PNB Share: The public sector Punjab National Bank (PNB) announced a 13% year-on-year rise in net profit, reaching Rs 5,100 crore for the third quarter of the current financial year. This is up from a net profit of Rs 4,508 crore in the same quarter (October-December) of the previous financial year 2024-25. On Monday, PNB notified the stock exchange that its total income for the quarter under review grew year-on-year to Rs 37,253 crore, compared to Rs 34,752 crore in the corresponding quarter of the last financial year.
What’s the scoop?
Interest income also saw an increase, rising from Rs 31,340 crore to Rs 32,231 crore. In terms of asset quality, the bank’s gross performing asset ratio improved to 3.19% from 4.09% year-on-year. Likewise, net performing assets (or bad loans) decreased to 0.32% from 0.41%. The capital adequacy ratio rose to 16.77% in the third quarter of FY2025-26, up from 15.41% year-on-year.
How are the company’s shares doing?
PNB shares experienced significant volatility today. They dropped 3% to Rs 128.35. During trading, the shares fell as much as 5.37% to Rs 125.25. Earlier in the day, the stock had climbed 2.11% to hit Rs 135.15, marking its 52-week high. Over 8.10 crore shares of PNB were traded on the National Stock Exchange (NSE). Ultimately, PNB shares closed at Rs 128.35, down 3.04%, while the Nifty 50 index fell by 0.47% during the same timeframe.

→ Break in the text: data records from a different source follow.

use nova_core::{TextRange, TextSize};
use thiserror::Error;

/// Faults that abort highlighting of a single file.
///
/// Problems in the analysed code are never errors here: they are reported as
/// [`crate::Diagnostic`] records. These variants describe engine or host failures.
#[derive(Debug, Clone, PartialEq, Eq, Error)]
pub enum HighlightError {
    #[error("the diagnostic holder is not writable")]
    SinkNotWritable,

    #[error("diagnostic range {range:?} lies outside of the file (length {file_len:?})")]
    RangeOutOfBounds { range: TextRange, file_len: TextSize },

    #[error("unexpected annotation member value at {range:?}")]
    UnexpectedAnnotationValue { range: TextRange },

    #[error("missing declaration for {what}")]
    MissingDeclaration { what: String },

    #[error("highlighting was cancelled")]
    Cancelled,
}

pub type Result<T, E = HighlightError> = std::result::Result<T, E>;
#[derive(Debug, Clone, PartialEq)]
pub struct MethodDecl {
    pub name: String,
    pub name_range: TextRange,
    pub range: TextRange,
    pub modifiers: ModifierList,
    pub type_params: Vec<TypeParamId>,
    /// `None` for constructors (and for malformed methods missing their return type).
    pub return_type: Option<TypeRefId>,
    pub params: Vec<VarId>,
    pub param_list_range: TextRange,
    pub throws: Vec<TypeRefId>,
    /// The body block, absent for `;`-terminated declarations.
    pub body: Option<StmtId>,
    /// Annotation type elements: the `default` value.
    pub default_value: Option<AnnotationValue>,
    pub owner: ClassDeclId,
    pub slot: MethodSlot,
}

impl MethodDecl {
    #[inline]
    pub fn is_constructor(&self) -> bool {
        matches!(self.slot, MethodSlot::Constructor(_))
    }
}

#[derive(Debug, Clone, Copy, PartialEq, Eq)]
pub enum VarKind {
    Field { owner: ClassDeclId, index: usize },
    Local,
    Parameter { method: MethodDeclId },
    CatchParameter,
    ForeachParameter,
}

#[derive(Debug, Clone, PartialEq)]
pub struct VarDecl {
    pub name: String,
    pub name_range: TextRange,
    pub range: TextRange,
    pub kind: VarKind,
    pub modifiers: ModifierList,
    pub ty: TypeRefId,
    pub initializer: Option<ExprId>,
    /// `String... args`
    pub is_varargs: bool,
}

impl VarDecl {
    #[inline]
    pub fn is_field(&self) -> bool {
        matches!(self.kind, VarKind::Field { .. })
    }
}

#[derive(Debug, Clone, PartialEq)]
pub struct InitializerDecl {
    pub range: TextRange,
    pub modifiers: ModifierList,
    pub body: StmtId,
    pub owner: ClassDeclId,
}

impl InitializerDecl {
    #[inline]
    pub fn is_static(&self) -> bool {
        self.modifiers.has(Modifier::Static)
    }
}

#[derive(Debug, Clone, PartialEq)]
pub struct EnumConstantDecl {
    pub name: String,
    pub name_range: TextRange,
    pub range: TextRange,
    pub annotations: Vec<AnnotationId>,
    pub args: Vec<ExprId>,
    pub arg_list_range: Option<TextRange>,
    pub body: Option<ClassDeclId>,
    pub owner: ClassDeclId,
    /// Index of the backing field in the owner's `ClassDef::fields`.
    pub field_index: usize,
}

#[derive(Debug, Clone, PartialEq)]
pub struct TypeParamDecl {
    pub name: String,
    pub name_range: TextRange,
    pub range: TextRange,
    pub bounds: Vec<TypeRefId>,
    pub def: TypeVarId,
}

#[derive(Debug, Clone, Copy, PartialEq, Eq)]
pub enum WildcardKind {
    Extends,
    Super,
}

#[derive(Debug, Clone, Copy, PartialEq, Eq)]
pub enum TypeRefTarget {
    Class(ClassId),
    TypeParam(TypeVarId),
}

#[derive(Debug, Clone, PartialEq)]
pub enum TypeRefKind {
    Primitive(PrimitiveType),
    Void,
    Class {
        /// The written name, possibly qualified (`java.util.List`, `Outer.Inner`).
        name: String,
        name_range: TextRange,
        args: Vec<TypeRefId>,
        /// Range of `<...>` when written.
        arg_list_range: Option<TextRange>,
        resolved: Option<TypeRefTarget>,
    },
    Array(TypeRefId),
    Wildcard(Option<(WildcardKind, TypeRefId)>),
}

#[derive(Debug, Clone, PartialEq)]
pub struct TypeRef {
    pub kind: TypeRefKind,
    pub range: TextRange,
    /// The type this reference denotes; `Unknown` when unresolved.
    pub ty: Type,
}

#[derive(Debug, Clone, PartialEq)]
pub struct Annotation {
    /// As written, without `@`.
    pub name: String,
    pub name_range: TextRange,
    pub range: TextRange,
    pub args: Vec<AnnotationArg>,
    pub resolved: Option<ClassId>,
}

#[derive(Debug, Clone, PartialEq)]
pub struct AnnotationArg {
    /// `None` for the shorthand `@A(x)` form.
    pub name: Option<String>,
    pub name_range: Option<TextRange>,
    pub range: TextRange,
    pub value: AnnotationValue,
}

#[derive(Debug, Clone, PartialEq)]
pub enum AnnotationValue {
    Expr(ExprId),
    Annotation(AnnotationId),
    Array {
        range: TextRange,
        elements: Vec<AnnotationValue>,
    },
}

impl AnnotationValue {
    pub fn range(&self, file: &JavaFile) -> TextRange {
        match self {
            AnnotationValue::Expr(expr) => file.exprs[*expr].range,
            AnnotationValue::Annotation(ann) => file.annotations[*ann].range,
            AnnotationValue::Array { range, .. } => *range,
        }
    }
}

#[derive(Debug, Clone, PartialEq)]
pub struct Stmt {
    pub kind: StmtKind,
    pub range: TextRange,
}

#[derive(Debug, Clone, PartialEq)]
pub struct CatchClause {
    pub param: VarId,
    pub body: StmtId,
    pub range: TextRange,
}

#[derive(Debug, Clone, PartialEq)]
pub struct Label {
    pub name: String,
    pub range: TextRange,
}

#[derive(Debug, Clone, PartialEq)]
pub enum StmtKind {
    Block(Vec<StmtId>),
    LocalVars(Vec<VarId>),
    LocalClass(ClassDeclId),
    Expr(ExprId),
    If {
        condition: ExprId,
        then_branch: StmtId,
        else_branch: Option<StmtId>,
    },
    While {
        condition: ExprId,
        body: StmtId,
    },
    DoWhile {
        body: StmtId,
        condition: ExprId,
    },
    For {
        init: Vec<StmtId>,
        condition: Option<ExprId>,
        update: Vec<ExprId>,
        body: StmtId,
    },
    Foreach {
        param: VarId,
        iterable: ExprId,
        body: StmtId,
    },
    Switch {
        selector: ExprId,
        body: Vec<StmtId>,
    },
    /// `case v:` or `default:` (when `value` is `None`).
    Case {
        value: Option<ExprId>,
        has_colon: bool,
    },
    Break(Option<Label>),
    Continue(Option<Label>),
    Labeled {
        label: Label,
        body: Option<StmtId>,
    },
    Return(Option<ExprId>),
    Throw(ExprId),
    Try {
        body: StmtId,
        catches: Vec<CatchClause>,
        finally: Option<StmtId>,
    },
    Synchronized {
        lock: ExprId,
        body: StmtId,
    },
    Empty,
}

impl StmtKind {
    #[inline]
    pub fn is_loop(&self) -> bool {
        matches!(
            self,
            StmtKind::While { .. }
                | StmtKind::DoWhile { .. }
                | StmtKind::For { .. }
                | StmtKind::Foreach { .. }
        )
    }
}

#[derive(Debug, Clone, PartialEq)]
pub enum Literal {
    Int(i32),
    Long(i64),
    Float(f32),
    Double(f64),
    Char(char),
    String(String),
    Boolean(bool),
    Null,
}

#[derive(Debug, Clone, Copy, PartialEq, Eq, Hash)]
pub enum BinaryOp {
    Add,
    Sub,
    Mul,
    Div,
    Rem,
    Shl,
    Shr,
    UShr,
    Lt,
    Gt,
    Le,
    Ge,
    Eq,
    Ne,
    BitAnd,
    BitOr,
    BitXor,
    And,
    Or,
}

impl BinaryOp {
    pub const ALL: [BinaryOp; 19] = [
        BinaryOp::Add,
        BinaryOp::Sub,
        BinaryOp::Mul,
        BinaryOp::Div,
        BinaryOp::Rem,
        BinaryOp::Shl,
        BinaryOp::Shr,
        BinaryOp::UShr,
        BinaryOp::Lt,
        BinaryOp::Gt,
        BinaryOp::Le,
        BinaryOp::Ge,
        BinaryOp::Eq,
        BinaryOp::Ne,
        BinaryOp::BitAnd,
        BinaryOp::BitOr,
        BinaryOp::BitXor,
        BinaryOp::And,
        BinaryOp::Or,
    ];

    pub fn text(self) -> &'static str {
        match self {
            BinaryOp::Add => "+",
            BinaryOp::Sub => "-",
            BinaryOp::Mul => "*",
            BinaryOp::Div => "/",
            BinaryOp::Rem => "%",
            BinaryOp::Shl => "<<",
            BinaryOp::Shr => ">>",
            BinaryOp::UShr => ">>>",
            BinaryOp::Lt => "<",
            BinaryOp::Gt => ">",
            BinaryOp::Le => "<=",
            BinaryOp::Ge => ">=",
            BinaryOp::Eq => "==",
            BinaryOp::Ne => "!=",
            BinaryOp::BitAnd => "&",
            BinaryOp::BitOr => "|",
            BinaryOp::BitXor => "^",
            BinaryOp::And => "&&",
            BinaryOp::Or => "||",
        }
    }

    pub fn from_text(text: &str) -> Option<Self> {
        Self::ALL.into_iter().find(|op| op.text() == text)
    }
}

#[derive(Debug, Clone, Copy, PartialEq, Eq, Hash)]
pub enum UnaryOp {
    Plus,
    Minus,
    BitNot,
    Not,
    PreInc,
    PreDec,
    PostInc,
    PostDec,
}
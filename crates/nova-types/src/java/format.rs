use std::fmt::Write;

use crate::{ClassType, Type, TypeEnv, WildcardBound};

/// Canonical text of a type: fully qualified class names with type arguments
/// (`java.util.List<java.lang.String>`).
pub fn format_type(env: &dyn TypeEnv, ty: &Type) -> String {
    let mut out = String::new();
    write_type(env, ty, true, &mut out);
    out
}

/// Presentable text of a type: simple class names (`List<String>`).
pub fn presentable_type(env: &dyn TypeEnv, ty: &Type) -> String {
    let mut out = String::new();
    write_type(env, ty, false, &mut out);
    out
}

fn write_type(env: &dyn TypeEnv, ty: &Type, qualified: bool, out: &mut String) {
    match ty {
        Type::Void => out.push_str("void"),
        Type::Primitive(p) => out.push_str(p.keyword()),
        Type::Null => out.push_str("null"),
        Type::Named(name) => out.push_str(name),
        Type::Unknown | Type::Error => out.push_str("<unknown>"),
        Type::TypeVar(id) => match env.type_param(*id) {
            Some(tp) => out.push_str(&tp.name),
            None => out.push('?'),
        },
        Type::Array(component) => {
            write_type(env, component, qualified, out);
            out.push_str("[]");
        }
        Type::Wildcard(bound) => match bound {
            WildcardBound::Unbounded => out.push('?'),
            WildcardBound::Extends(b) => {
                out.push_str("? extends ");
                write_type(env, b, qualified, out);
            }
            WildcardBound::Super(b) => {
                out.push_str("? super ");
                write_type(env, b, qualified, out);
            }
        },
        Type::Intersection(parts) => {
            for (idx, part) in parts.iter().enumerate() {
                if idx > 0 {
                    out.push_str(" & ");
                }
                write_type(env, part, qualified, out);
            }
        }
        Type::Class(ClassType { def, args }) => {
            match env.class(*def) {
                Some(class) if qualified => out.push_str(&class.qualified_name()),
                Some(class) => out.push_str(class.simple_name()),
                None => {
                    let _ = write!(out, "<class#{}>", def.idx());
                }
            }
            if !args.is_empty() {
                out.push('<');
                for (idx, arg) in args.iter().enumerate() {
                    if idx > 0 {
                        out.push(',');
                    }
                    write_type(env, arg, qualified, out);
                }
                out.push('>');
            }
        }
    }
}

#[cfg(test)]
mod tests {
    use super::*;
    use crate::{PrimitiveType, TypeStore};
    use pretty_assertions::assert_eq;

    #[test]
    fn canonical_and_presentable_text() {
        let env = TypeStore::with_minimal_jdk();
        let map = env.class_id("java.util.Map").unwrap();
        let string = Type::class(env.well_known().string, vec![]);
        let ty = Type::class(
            map,
            vec![
                string,
                Type::Wildcard(WildcardBound::Extends(Box::new(Type::array(
                    Type::Primitive(PrimitiveType::Int),
                )))),
            ],
        );

        assert_eq!(
            format_type(&env, &ty),
            "java.util.Map<java.lang.String,? extends int[]>"
        );
        assert_eq!(presentable_type(&env, &ty), "Map<String,? extends int[]>");
    }
}
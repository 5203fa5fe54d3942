//! Compile-time constant folding (JLS 15.28).
//!
//! Only what the rules need: switch labels, annotation values and narrowing of constant `int`
//! expressions. Names fold through `final` variables declared in the same file.

use nova_hir::{BinaryOp, ExprId, ExprKind, JavaFile, Literal, Member, Modifier, Symbol, UnaryOp, VarId, VarKind};
use nova_types::{PrimitiveType, Type};

#[derive(Clone, Debug, PartialEq)]
pub(crate) enum Value {
    Bool(bool),
    Integral(i64),
    Floating(f64),
    Str(String),
}

impl Value {
    fn text(&self) -> String {
        match self {
            Value::Bool(b) => b.to_string(),
            Value::Integral(i) => i.to_string(),
            Value::Floating(f) => f.to_string(),
            Value::Str(s) => s.clone(),
        }
    }

    fn as_f64(&self) -> Option<f64> {
        match self {
            Value::Integral(i) => Some(*i as f64),
            Value::Floating(f) => Some(*f),
            _ => None,
        }
    }
}

const MAX_DEPTH: u32 = 32;

pub(crate) fn evaluate(file: &JavaFile, expr: ExprId) -> Option<Value> {
    eval(file, expr, 0)
}

pub(crate) fn is_constant(file: &JavaFile, expr: ExprId) -> bool {
    evaluate(file, expr).is_some()
}

/// Whether constant `value` survives narrowing to `target` (JLS 5.2).
pub(crate) fn fits(value: i64, target: PrimitiveType) -> bool {
    match target {
        PrimitiveType::Byte => i8::try_from(value).is_ok(),
        PrimitiveType::Short => i16::try_from(value).is_ok(),
        PrimitiveType::Char => u16::try_from(value).is_ok(),
        PrimitiveType::Int => i32::try_from(value).is_ok(),
        PrimitiveType::Long => true,
        _ => false,
    }
}

fn is_long(ty: &Type) -> bool {
    matches!(ty, Type::Primitive(PrimitiveType::Long))
}

fn wrap(value: i64, ty: &Type) -> i64 {
    if is_long(ty) {
        value
    } else {
        value as i32 as i64
    }
}

fn eval(file: &JavaFile, expr: ExprId, depth: u32) -> Option<Value> {
    if depth > MAX_DEPTH {
        return None;
    }
    let node = &file.exprs[expr];
    match &node.kind {
        ExprKind::Literal(lit) => match lit {
            Literal::Int(v) => Some(Value::Integral(i64::from(*v))),
            Literal::Long(v) => Some(Value::Integral(*v)),
            Literal::Float(v) => Some(Value::Floating(f64::from(*v))),
            Literal::Double(v) => Some(Value::Floating(*v)),
            Literal::Char(c) => Some(Value::Integral(i64::from(u32::from(*c)))),
            Literal::String(s) => Some(Value::Str(s.clone())),
            Literal::Boolean(b) => Some(Value::Bool(*b)),
            Literal::Null => None,
        },
        ExprKind::Paren(inner) => eval(file, *inner, depth + 1),
        ExprKind::Name { resolution, .. } | ExprKind::FieldAccess { resolution, .. } => {
            let var = match resolution.symbol.as_ref()? {
                Symbol::Local(var) => *var,
                Symbol::Field { owner, index } => field_decl(file, *owner, *index)?,
                _ => return None,
            };
            let decl = &file.vars[var];
            if !decl.modifiers.has(Modifier::Final) {
                return None;
            }
            eval(file, decl.initializer?, depth + 1)
        }
        ExprKind::Unary { op, operand, .. } => {
            let value = eval(file, *operand, depth + 1)?;
            match (op, value) {
                (UnaryOp::Plus, v @ (Value::Integral(_) | Value::Floating(_))) => Some(v),
                (UnaryOp::Minus, Value::Integral(i)) => {
                    Some(Value::Integral(wrap(i.wrapping_neg(), &node.ty)))
                }
                (UnaryOp::Minus, Value::Floating(f)) => Some(Value::Floating(-f)),
                (UnaryOp::BitNot, Value::Integral(i)) => Some(Value::Integral(wrap(!i, &node.ty))),
                (UnaryOp::Not, Value::Bool(b)) => Some(Value::Bool(!b)),
                _ => None,
            }
        }
        ExprKind::Binary { op, lhs, rhs, .. } => {
            let lhs = eval(file, *lhs, depth + 1)?;
            let rhs = eval(file, *rhs, depth + 1)?;
            binary(*op, lhs, rhs, &node.ty)
        }
        ExprKind::Conditional {
            condition,
            then_expr,
            else_expr,
        } => match eval(file, *condition, depth + 1)? {
            Value::Bool(true) => eval(file, *then_expr, depth + 1),
            Value::Bool(false) => eval(file, *else_expr, depth + 1),
            _ => None,
        },
        ExprKind::Cast { expr: inner, .. } => {
            let value = eval(file, *inner, depth + 1)?;
            match (&node.ty, value) {
                (Type::Primitive(p), Value::Integral(i)) if p.is_integral() => {
                    Some(Value::Integral(narrow(i, *p)))
                }
                (Type::Primitive(p), Value::Floating(f)) if p.is_integral() => {
                    Some(Value::Integral(float_to_integral(f, *p)))
                }
                (Type::Primitive(PrimitiveType::Float | PrimitiveType::Double), v) => {
                    v.as_f64().map(Value::Floating)
                }
                (Type::Primitive(PrimitiveType::Boolean), v @ Value::Bool(_)) => Some(v),
                (Type::Class(_), v @ Value::Str(_)) => Some(v),
                _ => None,
            }
        }
        _ => None,
    }
}

fn narrow(value: i64, target: PrimitiveType) -> i64 {
    match target {
        PrimitiveType::Byte => i64::from(value as i8),
        PrimitiveType::Short => i64::from(value as i16),
        PrimitiveType::Char => i64::from(value as u16),
        PrimitiveType::Int => i64::from(value as i32),
        _ => value,
    }
}

/// Shift distances are masked to the width of the promoted left operand (JLS 15.19).
fn shift(op: BinaryOp, a: i64, b: i64, ty: &Type) -> i64 {
    if is_long(ty) {
        let distance = (b & 0x3f) as u32;
        match op {
            BinaryOp::Shl => a << distance,
            BinaryOp::Shr => a >> distance,
            _ => ((a as u64) >> distance) as i64,
        }
    } else {
        let (a, distance) = (a as i32, (b & 0x1f) as u32);
        let v = match op {
            BinaryOp::Shl => a << distance,
            BinaryOp::Shr => a >> distance,
            _ => ((a as u32) >> distance) as i32,
        };
        i64::from(v)
    }
}

/// Floating to integral conversion: saturate to `long` or `int`, then narrow (JLS 5.1.3).
fn float_to_integral(value: f64, target: PrimitiveType) -> i64 {
    match target {
        PrimitiveType::Long => value as i64,
        _ => narrow(i64::from(value as i32), target),
    }
}

fn binary(op: BinaryOp, lhs: Value, rhs: Value, ty: &Type) -> Option<Value> {
    use Value::*;

    if op == BinaryOp::Add && (matches!(lhs, Str(_)) || matches!(rhs, Str(_))) {
        return Some(Str(lhs.text() + &rhs.text()));
    }
    match (lhs, rhs) {
        (Integral(a), Integral(b)) => {
            let v = match op {
                BinaryOp::Add => a.wrapping_add(b),
                BinaryOp::Sub => a.wrapping_sub(b),
                BinaryOp::Mul => a.wrapping_mul(b),
                BinaryOp::Div => a.checked_div(b)?,
                BinaryOp::Rem => a.checked_rem(b)?,
                BinaryOp::Shl | BinaryOp::Shr | BinaryOp::UShr => shift(op, a, b, ty),
                BinaryOp::BitAnd => a & b,
                BinaryOp::BitOr => a | b,
                BinaryOp::BitXor => a ^ b,
                BinaryOp::Lt => return Some(Bool(a < b)),
                BinaryOp::Gt => return Some(Bool(a > b)),
                BinaryOp::Le => return Some(Bool(a <= b)),
                BinaryOp::Ge => return Some(Bool(a >= b)),
                BinaryOp::Eq => return Some(Bool(a == b)),
                BinaryOp::Ne => return Some(Bool(a != b)),
                BinaryOp::And | BinaryOp::Or => return None,
            };
            Some(Integral(wrap(v, ty)))
        }
        (Bool(a), Bool(b)) => match op {
            BinaryOp::And | BinaryOp::BitAnd => Some(Bool(a && b)),
            BinaryOp::Or | BinaryOp::BitOr => Some(Bool(a || b)),
            BinaryOp::BitXor | BinaryOp::Ne => Some(Bool(a != b)),
            BinaryOp::Eq => Some(Bool(a == b)),
            _ => None,
        },
        (a, b) => {
            let (a, b) = (a.as_f64()?, b.as_f64()?);
            match op {
                BinaryOp::Add => Some(Floating(a + b)),
                BinaryOp::Sub => Some(Floating(a - b)),
                BinaryOp::Mul => Some(Floating(a * b)),
                BinaryOp::Div => Some(Floating(a / b)),
                BinaryOp::Rem => Some(Floating(a % b)),
                BinaryOp::Lt => Some(Bool(a < b)),
                BinaryOp::Gt => Some(Bool(a > b)),
                BinaryOp::Le => Some(Bool(a <= b)),
                BinaryOp::Ge => Some(Bool(a >= b)),
                BinaryOp::Eq => Some(Bool(a == b)),
                BinaryOp::Ne => Some(Bool(a != b)),
                _ => None,
            }
        }
    }
}

/// The declaration of field `index` of `owner`, when `owner` is declared in `file`.
pub(crate) fn field_decl(file: &JavaFile, owner: nova_types::ClassId, index: usize) -> Option<VarId> {
    let class = file.class_decl(owner)?;
    file.classes[class].members.iter().find_map(|member| match member {
        Member::Field(var) => match file.vars[*var].kind {
            VarKind::Field { index: i, .. } if i == index => Some(*var),
            _ => None,
        },
        _ => None,
    })
}

#[cfg(test)]
mod tests {
    use super::*;
    use nova_hir::FileBuilder;
    use nova_types::TypeStore;
    use pretty_assertions::assert_eq;

    #[test]
    fn folds_through_final_fields() {
        let mut store = TypeStore::with_minimal_jdk();
        let text = "class A { static final int K = 2; int f() { return K * 3 + 1; } }";
        let mut b = FileBuilder::new(&mut store, "A.java", text);
        let mut value = None;
        b.class("class A", |b| {
            b.field("static final int K = 2", |b| {
                b.lit("2");
            });
            b.method("int f()", |b| {
                b.return_(|b| {
                    value = Some(b.binary("K * 3 + 1", |b| {
                        b.binary("K * 3", |b| {
                            b.name("K");
                            b.lit("3");
                        });
                        b.lit("1");
                    }));
                });
            });
        });
        let file = b.finish();
        assert_eq!(evaluate(&file, value.unwrap()), Some(Value::Integral(7)));
    }

    #[test]
    fn int_shift_distances_wrap_at_32() {
        let int = Type::Primitive(PrimitiveType::Int);
        let long = Type::Primitive(PrimitiveType::Long);
        let shl = |a, b, ty: &Type| binary(BinaryOp::Shl, Value::Integral(a), Value::Integral(b), ty);

        assert_eq!(shl(1, 32, &int), Some(Value::Integral(1)));
        assert_eq!(shl(1, 33, &int), Some(Value::Integral(2)));
        assert_eq!(shl(1, 31, &int), Some(Value::Integral(i64::from(i32::MIN))));
        assert_eq!(shl(1, 32, &long), Some(Value::Integral(1 << 32)));
        assert_eq!(shl(1, 64, &long), Some(Value::Integral(1)));
        assert_eq!(
            binary(BinaryOp::UShr, Value::Integral(-1), Value::Integral(28), &int),
            Some(Value::Integral(15))
        );
        assert_eq!(
            binary(BinaryOp::Shr, Value::Integral(-16), Value::Integral(34), &int),
            Some(Value::Integral(-4))
        );
    }

    #[test]
    fn floating_casts_saturate_through_int() {
        assert_eq!(float_to_integral(3e10, PrimitiveType::Int), i64::from(i32::MAX));
        assert_eq!(float_to_integral(3e10, PrimitiveType::Long), 30_000_000_000);
        assert_eq!(float_to_integral(3e10, PrimitiveType::Short), -1);
        assert_eq!(float_to_integral(f64::NAN, PrimitiveType::Int), 0);
        assert_eq!(float_to_integral(-2.9, PrimitiveType::Byte), -2);
    }

    #[test]
    fn narrowing_bounds() {
        assert!(fits(127, PrimitiveType::Byte));
        assert!(!fits(128, PrimitiveType::Byte));
        assert!(fits(65535, PrimitiveType::Char));
        assert!(!fits(-1, PrimitiveType::Char));
    }
}
//! Core shared types for the Nova highlighting workspace.
//!
//! This crate is intentionally small: the text model used for diagnostic ranges and the Java
//! language level that gates version-specific checks.

mod language_level;
mod text;

pub use language_level::JavaLanguageLevel;
pub use text::{LineCol, LineIndex, TextRange, TextSize};
use serde::{Deserialize, Serialize};
use std::collections::VecDeque;
use std::io;
use std::io::Write;
use std::path::{Path, PathBuf};
use std::sync::{Arc, Mutex, Once, OnceLock};

use nova_core::JavaLanguageLevel;
use thiserror::Error;
use tracing_subscriber::fmt::writer::{BoxMakeWriter, MakeWriterExt};
use tracing_subscriber::fmt::MakeWriter;
use tracing_subscriber::prelude::*;

mod diagnostics;
mod validation;

pub use diagnostics::{ConfigDiagnostics, ConfigValidationError, ConfigWarning};

/// Settings for the semantic highlighting passes.
#[derive(Clone, Debug, PartialEq, Eq, Serialize, Deserialize)]
pub struct HighlightingConfig {
    /// Language level used for files whose program model does not report one.
    #[serde(default = "HighlightingConfig::default_language_level")]
    pub language_level: JavaLanguageLevel,

    /// Emit unchecked-conversion warnings (unchecked assignment, cast, call and overriding).
    #[serde(default = "default_true")]
    pub report_unchecked: bool,

    /// Mark references to method parameters that are reassigned in the method body.
    #[serde(default = "default_true")]
    pub report_reassigned_parameters: bool,

    /// Diagnostic codes (e.g. `DUPLICATE_CLASS`) dropped by the diagnostic sink.
    #[serde(default)]
    pub suppressed_codes: Vec<String>,
}

impl HighlightingConfig {
    fn default_language_level() -> JavaLanguageLevel {
        JavaLanguageLevel::Jdk1_5
    }

    pub fn is_suppressed(&self, code: &str) -> bool {
        self.suppressed_codes.iter().any(|c| c.trim() == code)
    }
}

impl Default for HighlightingConfig {
    fn default() -> Self {
        Self {
            language_level: Self::default_language_level(),
            report_unchecked: true,
            report_reassigned_parameters: true,
            suppressed_codes: Vec::new(),
        }
    }
}

fn default_true() -> bool {
    true
}

#[derive(Clone, Debug, PartialEq, Eq, Serialize, Deserialize)]
pub struct LoggingConfig {
    /// Logging level for all Nova crates.
    #[serde(default = "LoggingConfig::default_level")]
    pub level: String,

    /// Emit logs in JSON format.
    #[serde(default)]
    pub json: bool,

    /// Mirror logs to stderr (in addition to the in-memory buffer).
    #[serde(default = "default_true")]
    pub stderr: bool,

    /// Number of log lines kept in memory.
    #[serde(default = "LoggingConfig::default_buffer_lines")]
    pub buffer_lines: usize,
}

impl LoggingConfig {
    fn default_level() -> String {
        "info".to_owned()
    }

    fn default_buffer_lines() -> usize {
        2_000
    }

    pub(crate) fn normalize_level_directives(input: &str) -> String {
        let trimmed = input.trim();
        if trimmed.is_empty() {
            return Self::default_level();
        }

        match trimmed.to_ascii_lowercase().as_str() {
            // Simple levels should be forgiving about casing and synonyms.
            "trace" => "trace".to_owned(),
            "debug" => "debug".to_owned(),
            "info" => "info".to_owned(),
            "warn" | "warning" => "warn".to_owned(),
            "error" => "error".to_owned(),
            // Anything else is treated as an `EnvFilter` directive string.
            _ => trimmed.to_owned(),
        }
    }

    fn config_env_filter(&self) -> tracing_subscriber::EnvFilter {
        let directives = Self::normalize_level_directives(&self.level);
        tracing_subscriber::EnvFilter::try_new(directives).unwrap_or_else(|_| {
            tracing_subscriber::EnvFilter::default()
                .add_directive(tracing_subscriber::filter::LevelFilter::INFO.into())
        })
    }

    /// Create the effective `EnvFilter`.
    ///
    /// `LoggingConfig.level` may be either a simple level (`info`, `debug`, ...)
    /// or a full `tracing_subscriber::EnvFilter` directive string.
    ///
    /// If `RUST_LOG` is set, it is merged into the resulting filter.
    pub fn env_filter(&self) -> tracing_subscriber::EnvFilter {
        let env_directives = std::env::var("RUST_LOG")
            .ok()
            .map(|value| value.trim().to_owned())
            .filter(|value| !value.is_empty());

        let config_directives = Self::normalize_level_directives(&self.level);

        match env_directives {
            Some(env_directives) => {
                let combined = format!("{config_directives},{env_directives}");
                tracing_subscriber::EnvFilter::try_new(combined)
                    .or_else(|_| tracing_subscriber::EnvFilter::try_new(env_directives))
                    .unwrap_or_else(|_| self.config_env_filter())
            }
            None => self.config_env_filter(),
        }
    }
}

Jigar S. Patel, Senior Manager of Equity Technical Research at Anand Rathi Shares & Stock Brokers, noted that PNB shares have surged about 58% since their lows in March 2025, which may make them a bit stretched in the short term. He mentioned that the stock remains above the 9- and 26-period EMAs on the weekly chart, suggesting a positive long-term trend.
Experts believe that the Rs 123 level is a crucial support point. As long as the stock stays above this mark, the bullish trend could persist. If there’s a slight dip in the stock during this time, it could present a buying opportunity. According to analysts, a move up to Rs 136 is possible in the coming weeks, provided the market environment remains supportive.